The Analysis of Field Strains Isolated From Food, Animal and Clinical Sources Uncovers Natural Mutations in Listeria monocytogenes Nisin Resistance Genes

Nisin is a commonly used bacteriocin for controlling spoilage and pathogenic bacteria in food products. Strains possessing high natural nisin resistance that reduce the potency of this bacteriocin against Listeria monocytogenes have been described. Our study sought to gather more insights into nisin resistance mechanisms in natural L. monocytogenes populations by examining a collection of 356 field strains that were isolated from different foods, food production environments, animals and human infections. A growth curve analysis-based approach was used to access nisin inhibition levels and assign the L. monocytogenes strains into three nisin response phenotypic categories; resistant (66%), intermediate (26%) and sensitive (8%). Using this categorization isolation source, serotype, genetic lineage, clonal complex (CC) and strain-dependent natural variation in nisin phenotypic resistance among L. monocytogenes field strains was revealed. The sequencing and comparison of known nisin response genes in a selection of high nisin resistance and sensitivity strains enabled the identification of different natural mutations that associated with increased nisin resistance and sensitivity in this bacterium.

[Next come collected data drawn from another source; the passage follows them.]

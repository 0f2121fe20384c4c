//! Stable error codes and the process-wide error catalog.
//!
//! Every [`crate::TutorlinkError`] maps to an [`ErrorCode`]. The catalog maps
//! each code to the message, remediation hint and HTTP status a boundary layer
//! would report for it.
//!
//! | Code                  | HTTP | Meaning                                         |
//! |-----------------------|------|-------------------------------------------------|
//! | `MISSING_ARGUMENTS`   | 400  | A required argument was absent or blank         |
//! | `SAME_PARTY`          | 400  | Requester and provider are the same user        |
//! | `NOT_FOUND`           | 404  | A user or relationship does not exist           |
//! | `ROLE_MISMATCH`       | 403  | The target user is not a provider               |
//! | `SUBJECT_NOT_OFFERED` | 422  | A requested subject is not offered              |
//! | `CAPACITY_EXCEEDED`   | 409  | The provider is at its capacity limit           |
//! | `DUPLICATE_REQUEST`   | 409  | The identical request already exists            |
//! | `PARTIAL_FAILURE`     | 207  | Some items of a bulk operation failed           |
//! | `STORAGE_FAILURE`     | 503  | The store could not complete the operation      |
//! | `CONFIGURATION_ERROR` | 500  | The engine is misconfigured                     |
//! | `INTERNAL_FAULT`      | 500  | Unexpected internal fault                       |

use lazy_static::lazy_static;
use serde::Serialize;
use std::collections::HashMap;
use std::fmt;
use std::str::FromStr;

/// Machine-readable error codes for programmatic error handling
#[derive(Debug, Clone, Copy, PartialEq, Eq, Hash, Serialize)]
#[serde(rename_all = "SCREAMING_SNAKE_CASE")]
pub enum ErrorCode {
    MissingArguments,
    SameParty,
    NotFound,
    RoleMismatch,
    SubjectNotOffered,
    CapacityExceeded,
    DuplicateRequest,
    PartialFailure,
    StorageFailure,
    ConfigurationError,
    InternalFault,
}

impl ErrorCode {
    /// Every code in the catalog
    pub const ALL: [ErrorCode; 11] = [
        ErrorCode::MissingArguments,
        ErrorCode::SameParty,
        ErrorCode::NotFound,
        ErrorCode::RoleMismatch,
        ErrorCode::SubjectNotOffered,
        ErrorCode::CapacityExceeded,
        ErrorCode::DuplicateRequest,
        ErrorCode::PartialFailure,
        ErrorCode::StorageFailure,
        ErrorCode::ConfigurationError,
        ErrorCode::InternalFault,
    ];

    pub const fn as_str(self) -> &'static str {
        match self {
            Self::MissingArguments => "MISSING_ARGUMENTS",
            Self::SameParty => "SAME_PARTY",
            Self::NotFound => "NOT_FOUND",
            Self::RoleMismatch => "ROLE_MISMATCH",
            Self::SubjectNotOffered => "SUBJECT_NOT_OFFERED",
            Self::CapacityExceeded => "CAPACITY_EXCEEDED",
            Self::DuplicateRequest => "DUPLICATE_REQUEST",
            Self::PartialFailure => "PARTIAL_FAILURE",
            Self::StorageFailure => "STORAGE_FAILURE",
            Self::ConfigurationError => "CONFIGURATION_ERROR",
            Self::InternalFault => "INTERNAL_FAULT",
        }
    }

    /// Catalog entry for this code
    pub fn metadata(self) -> &'static ErrorMetadata {
        resolve(self.as_str())
    }
}

impl fmt::Display for ErrorCode {
    fn fmt(&self, f: &mut fmt::Formatter<'_>) -> fmt::Result {
        f.write_str(self.as_str())
    }
}

impl FromStr for ErrorCode {
    type Err = String;

    fn from_str(s: &str) -> Result<Self, Self::Err> {
        ErrorCode::ALL
            .into_iter()
            .find(|code| code.as_str().eq_ignore_ascii_case(s.trim()))
            .ok_or_else(|| format!("Unknown error code: {}", s))
    }
}

/// Catalog entry describing how an error code is reported
#[derive(Debug, Clone, PartialEq, Eq, Serialize)]
pub struct ErrorMetadata {
    pub code: ErrorCode,
    pub message: &'static str,
    pub remediation: &'static str,
    pub http_status: u16,
}

fn entry(
    code: ErrorCode,
    http_status: u16,
    message: &'static str,
    remediation: &'static str,
) -> (&'static str, ErrorMetadata) {
    (
        code.as_str(),
        ErrorMetadata {
            code,
            message,
            remediation,
            http_status,
        },
    )
}

lazy_static! {
    static ref CATALOG: HashMap<&'static str, ErrorMetadata> = HashMap::from([
        entry(
            ErrorCode::MissingArguments,
            400,
            "A required argument is missing or blank",
            "Supply every required field and a non-empty reason where one is asked for.",
        ),
        entry(
            ErrorCode::SameParty,
            400,
            "A user cannot request a relationship with themselves",
            "Choose a different provider.",
        ),
        entry(
            ErrorCode::NotFound,
            404,
            "The user or relationship does not exist",
            "Check the id. The relationship may already have been rejected, removed or expired.",
        ),
        entry(
            ErrorCode::RoleMismatch,
            403,
            "The target user does not accept relationship requests",
            "Send the request to a user with the provider role.",
        ),
        entry(
            ErrorCode::SubjectNotOffered,
            422,
            "A requested subject is not offered by the provider",
            "Limit the request to subjects the provider offers.",
        ),
        entry(
            ErrorCode::CapacityExceeded,
            409,
            "The provider has no free capacity",
            "Wait for the provider to free a slot or choose another provider.",
        ),
        entry(
            ErrorCode::DuplicateRequest,
            409,
            "An identical request already exists",
            "Wait for the provider to respond, or change the requested subjects.",
        ),
        entry(
            ErrorCode::PartialFailure,
            207,
            "Some relationships could not be removed",
            "Inspect the failed ids and retry the removal for those relationships.",
        ),
        entry(
            ErrorCode::StorageFailure,
            503,
            "The store could not complete the operation",
            "Check the storage backend and retry.",
        ),
        entry(
            ErrorCode::ConfigurationError,
            500,
            "The engine is misconfigured",
            "Fix the configuration value and restart.",
        ),
        entry(
            ErrorCode::InternalFault,
            500,
            "An unexpected internal fault occurred",
            "Collect the logs around the failure and report it.",
        ),
    ]);
}

/// Look up a code in the catalog
pub fn lookup(code: &str) -> Option<&'static ErrorMetadata> {
    CATALOG.get(code)
}

/// Look up a code, falling back to the internal-fault entry for unknown codes
pub fn resolve(code: &str) -> &'static ErrorMetadata {
    match CATALOG.get(code) {
        Some(metadata) => metadata,
        None => {
            tracing::warn!(code, "Unknown error code, reporting as internal fault");
            &CATALOG[ErrorCode::InternalFault.as_str()]
        }
    }
}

High nisin resistance was detected in strains harboring RsbU G77S and PBPB3 V240F amino acid substitution mutations, which also showed increased detergent stress resistance as well as increased virulence in a zebra fish infection model. On the other hand, high natural nisin sensitivity was detected among strains with mutations in sigB, vir and dlt operons that also showed increased lysozyme sensitivity and lower virulence. Overall, our study identified naturally selected mutations were identified involving pbpB3 (lm0441) as well as sigB, vir and dlt operon genes that contribute to intrinsic nisin resistance in L. monocytogenes field strains recovered from various food and human associated sources. The identification and validation of these natural occurring mutations in nisin response genes showed that combining growth parameter-based phenotypic analysis and targeted gene sequencing is an effective approach that can be useful for identifying novel nisin response genes among L. monocytogenes field strains.